» **EXERCISE AIM**: Wherever "SelectCommand" occurs in the entries, copy the line that holds it.

-------- DATASET

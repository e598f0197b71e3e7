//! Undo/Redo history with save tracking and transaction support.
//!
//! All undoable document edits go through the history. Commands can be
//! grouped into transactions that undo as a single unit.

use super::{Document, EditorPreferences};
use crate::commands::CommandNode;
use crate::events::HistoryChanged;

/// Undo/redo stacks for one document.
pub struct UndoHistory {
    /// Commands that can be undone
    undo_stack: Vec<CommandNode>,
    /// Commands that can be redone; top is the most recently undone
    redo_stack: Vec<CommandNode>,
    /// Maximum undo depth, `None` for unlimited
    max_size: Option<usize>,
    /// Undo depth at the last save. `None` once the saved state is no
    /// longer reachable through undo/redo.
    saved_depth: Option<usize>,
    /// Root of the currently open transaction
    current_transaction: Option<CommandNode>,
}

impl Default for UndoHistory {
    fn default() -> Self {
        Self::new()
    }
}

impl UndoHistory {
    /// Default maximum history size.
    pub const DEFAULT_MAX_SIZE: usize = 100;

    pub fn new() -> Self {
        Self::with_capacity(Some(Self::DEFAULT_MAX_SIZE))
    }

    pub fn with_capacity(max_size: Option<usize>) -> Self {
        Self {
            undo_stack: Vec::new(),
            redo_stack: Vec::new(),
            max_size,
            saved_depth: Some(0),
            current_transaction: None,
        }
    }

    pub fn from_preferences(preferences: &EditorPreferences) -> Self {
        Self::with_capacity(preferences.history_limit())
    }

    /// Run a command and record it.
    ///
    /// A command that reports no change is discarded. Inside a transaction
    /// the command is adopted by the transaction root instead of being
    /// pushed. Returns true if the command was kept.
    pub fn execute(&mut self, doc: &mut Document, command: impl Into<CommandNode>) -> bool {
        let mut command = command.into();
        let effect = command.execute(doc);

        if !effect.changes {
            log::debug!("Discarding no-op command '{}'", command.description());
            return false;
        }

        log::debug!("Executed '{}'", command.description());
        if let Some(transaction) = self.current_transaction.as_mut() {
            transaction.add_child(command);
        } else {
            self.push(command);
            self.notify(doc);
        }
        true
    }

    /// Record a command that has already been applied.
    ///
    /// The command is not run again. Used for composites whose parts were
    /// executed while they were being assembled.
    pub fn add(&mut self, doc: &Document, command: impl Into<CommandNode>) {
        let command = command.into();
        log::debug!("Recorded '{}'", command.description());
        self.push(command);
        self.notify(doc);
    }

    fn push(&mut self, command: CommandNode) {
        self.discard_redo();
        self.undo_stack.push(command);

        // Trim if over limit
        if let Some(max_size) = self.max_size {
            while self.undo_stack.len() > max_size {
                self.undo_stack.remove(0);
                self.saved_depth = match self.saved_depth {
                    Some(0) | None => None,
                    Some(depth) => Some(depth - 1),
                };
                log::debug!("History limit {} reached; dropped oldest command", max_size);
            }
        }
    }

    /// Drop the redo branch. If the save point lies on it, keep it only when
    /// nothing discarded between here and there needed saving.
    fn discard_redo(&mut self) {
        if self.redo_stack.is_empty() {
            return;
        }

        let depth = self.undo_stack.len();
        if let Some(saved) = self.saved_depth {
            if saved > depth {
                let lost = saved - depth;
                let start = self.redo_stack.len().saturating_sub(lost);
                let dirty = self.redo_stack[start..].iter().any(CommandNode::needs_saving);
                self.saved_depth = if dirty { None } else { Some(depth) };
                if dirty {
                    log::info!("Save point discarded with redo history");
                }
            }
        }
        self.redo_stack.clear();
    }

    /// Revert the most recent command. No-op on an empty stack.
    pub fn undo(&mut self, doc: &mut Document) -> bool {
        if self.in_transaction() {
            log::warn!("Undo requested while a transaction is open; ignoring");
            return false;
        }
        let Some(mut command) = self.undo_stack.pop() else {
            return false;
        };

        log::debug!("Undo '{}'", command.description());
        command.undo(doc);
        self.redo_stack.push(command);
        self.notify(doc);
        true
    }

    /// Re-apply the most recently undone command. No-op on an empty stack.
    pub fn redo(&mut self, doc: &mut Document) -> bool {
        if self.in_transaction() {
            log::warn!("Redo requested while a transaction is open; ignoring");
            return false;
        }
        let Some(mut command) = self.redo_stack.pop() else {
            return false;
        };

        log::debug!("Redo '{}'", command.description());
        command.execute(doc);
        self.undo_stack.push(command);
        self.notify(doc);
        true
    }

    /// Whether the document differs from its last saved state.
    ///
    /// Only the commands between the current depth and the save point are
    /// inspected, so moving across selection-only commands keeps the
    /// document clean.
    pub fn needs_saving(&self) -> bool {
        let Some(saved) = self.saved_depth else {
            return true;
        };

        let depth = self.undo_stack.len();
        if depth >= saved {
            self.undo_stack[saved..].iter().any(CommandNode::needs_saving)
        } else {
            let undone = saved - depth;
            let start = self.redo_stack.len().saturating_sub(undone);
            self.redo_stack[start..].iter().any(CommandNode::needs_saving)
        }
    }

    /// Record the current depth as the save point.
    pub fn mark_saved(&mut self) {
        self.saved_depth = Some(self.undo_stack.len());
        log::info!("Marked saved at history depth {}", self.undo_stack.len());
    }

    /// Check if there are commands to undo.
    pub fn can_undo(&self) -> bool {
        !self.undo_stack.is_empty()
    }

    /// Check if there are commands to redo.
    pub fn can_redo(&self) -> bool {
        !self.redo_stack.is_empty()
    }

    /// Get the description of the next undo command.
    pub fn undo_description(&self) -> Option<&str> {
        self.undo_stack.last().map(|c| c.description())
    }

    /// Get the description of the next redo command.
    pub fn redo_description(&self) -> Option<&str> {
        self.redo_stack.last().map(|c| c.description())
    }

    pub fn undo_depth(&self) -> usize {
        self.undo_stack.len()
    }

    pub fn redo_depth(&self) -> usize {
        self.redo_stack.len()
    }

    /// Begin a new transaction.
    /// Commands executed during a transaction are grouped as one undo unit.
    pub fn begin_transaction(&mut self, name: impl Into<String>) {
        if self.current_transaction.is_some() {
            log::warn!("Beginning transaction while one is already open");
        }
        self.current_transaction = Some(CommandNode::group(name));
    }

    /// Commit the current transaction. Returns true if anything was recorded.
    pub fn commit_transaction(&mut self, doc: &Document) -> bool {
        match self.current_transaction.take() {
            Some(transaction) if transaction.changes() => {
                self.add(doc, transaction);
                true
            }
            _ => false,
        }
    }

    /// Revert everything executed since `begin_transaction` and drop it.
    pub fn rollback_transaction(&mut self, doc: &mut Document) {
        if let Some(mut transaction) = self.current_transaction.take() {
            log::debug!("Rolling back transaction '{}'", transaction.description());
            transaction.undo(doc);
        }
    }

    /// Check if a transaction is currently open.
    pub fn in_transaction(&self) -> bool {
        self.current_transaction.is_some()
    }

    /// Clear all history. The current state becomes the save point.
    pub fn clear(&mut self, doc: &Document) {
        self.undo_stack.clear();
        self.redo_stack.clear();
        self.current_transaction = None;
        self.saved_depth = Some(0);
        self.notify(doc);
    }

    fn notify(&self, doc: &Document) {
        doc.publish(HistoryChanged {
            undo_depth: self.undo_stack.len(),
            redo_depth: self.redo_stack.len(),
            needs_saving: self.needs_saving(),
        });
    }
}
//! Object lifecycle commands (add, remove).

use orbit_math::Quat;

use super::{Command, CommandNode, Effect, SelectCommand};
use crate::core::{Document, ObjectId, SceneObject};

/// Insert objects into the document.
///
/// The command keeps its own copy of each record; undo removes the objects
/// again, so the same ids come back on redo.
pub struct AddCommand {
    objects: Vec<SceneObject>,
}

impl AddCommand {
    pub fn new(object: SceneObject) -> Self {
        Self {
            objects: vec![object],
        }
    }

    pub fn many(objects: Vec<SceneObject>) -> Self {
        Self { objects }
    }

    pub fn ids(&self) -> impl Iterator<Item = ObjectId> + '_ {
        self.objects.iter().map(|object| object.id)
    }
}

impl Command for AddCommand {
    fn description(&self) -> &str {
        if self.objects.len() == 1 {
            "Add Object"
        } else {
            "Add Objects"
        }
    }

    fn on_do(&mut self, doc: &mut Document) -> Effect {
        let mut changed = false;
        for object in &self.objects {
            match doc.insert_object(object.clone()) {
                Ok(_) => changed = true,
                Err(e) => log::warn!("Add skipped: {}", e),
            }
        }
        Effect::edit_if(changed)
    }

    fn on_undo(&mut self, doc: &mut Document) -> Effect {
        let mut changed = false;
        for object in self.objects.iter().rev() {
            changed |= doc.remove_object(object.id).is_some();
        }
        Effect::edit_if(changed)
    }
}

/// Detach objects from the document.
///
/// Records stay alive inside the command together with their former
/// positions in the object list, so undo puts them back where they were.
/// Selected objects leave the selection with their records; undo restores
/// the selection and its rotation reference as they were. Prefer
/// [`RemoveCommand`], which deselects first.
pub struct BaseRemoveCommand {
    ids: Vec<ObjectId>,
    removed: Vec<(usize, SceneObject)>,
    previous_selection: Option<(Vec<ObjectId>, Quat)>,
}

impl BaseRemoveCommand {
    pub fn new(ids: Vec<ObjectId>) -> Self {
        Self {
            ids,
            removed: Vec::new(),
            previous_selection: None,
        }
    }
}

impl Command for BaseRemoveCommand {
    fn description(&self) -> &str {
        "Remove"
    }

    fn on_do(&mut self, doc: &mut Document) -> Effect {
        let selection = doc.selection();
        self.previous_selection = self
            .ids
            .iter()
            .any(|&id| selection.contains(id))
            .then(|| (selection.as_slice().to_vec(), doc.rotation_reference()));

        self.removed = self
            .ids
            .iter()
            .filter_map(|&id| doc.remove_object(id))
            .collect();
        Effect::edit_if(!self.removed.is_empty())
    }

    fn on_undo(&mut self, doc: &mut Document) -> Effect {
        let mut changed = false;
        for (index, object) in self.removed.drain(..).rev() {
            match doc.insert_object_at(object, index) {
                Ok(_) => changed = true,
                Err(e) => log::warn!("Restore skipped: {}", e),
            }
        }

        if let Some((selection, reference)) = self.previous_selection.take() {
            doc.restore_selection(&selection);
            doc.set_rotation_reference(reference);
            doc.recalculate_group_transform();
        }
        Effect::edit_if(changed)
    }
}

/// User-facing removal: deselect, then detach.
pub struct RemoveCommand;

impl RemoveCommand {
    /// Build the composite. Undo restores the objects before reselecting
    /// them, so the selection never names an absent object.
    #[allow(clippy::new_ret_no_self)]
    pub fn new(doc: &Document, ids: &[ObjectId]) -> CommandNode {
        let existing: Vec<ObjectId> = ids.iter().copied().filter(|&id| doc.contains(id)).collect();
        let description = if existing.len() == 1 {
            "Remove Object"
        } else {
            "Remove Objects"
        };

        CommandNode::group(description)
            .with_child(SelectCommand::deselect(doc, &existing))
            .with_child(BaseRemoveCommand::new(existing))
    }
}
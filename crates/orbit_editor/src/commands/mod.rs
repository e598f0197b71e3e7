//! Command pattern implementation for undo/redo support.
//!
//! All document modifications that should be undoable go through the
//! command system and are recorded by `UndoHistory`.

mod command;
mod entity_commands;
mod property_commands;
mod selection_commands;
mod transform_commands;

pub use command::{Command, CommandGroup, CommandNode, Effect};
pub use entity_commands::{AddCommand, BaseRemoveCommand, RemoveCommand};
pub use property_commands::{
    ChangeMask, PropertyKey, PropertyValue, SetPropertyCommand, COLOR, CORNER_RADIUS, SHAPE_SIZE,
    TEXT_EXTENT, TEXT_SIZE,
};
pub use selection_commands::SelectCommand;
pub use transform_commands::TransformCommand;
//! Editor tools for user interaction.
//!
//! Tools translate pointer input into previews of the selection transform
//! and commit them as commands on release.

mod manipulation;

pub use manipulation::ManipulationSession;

----------------

» **TASK OUTPUT**:
use super::{Command, CommandNode, Effect, SelectCommand};
            .with_child(SelectCommand::deselect(doc, &existing))
pub use selection_commands::SelectCommand;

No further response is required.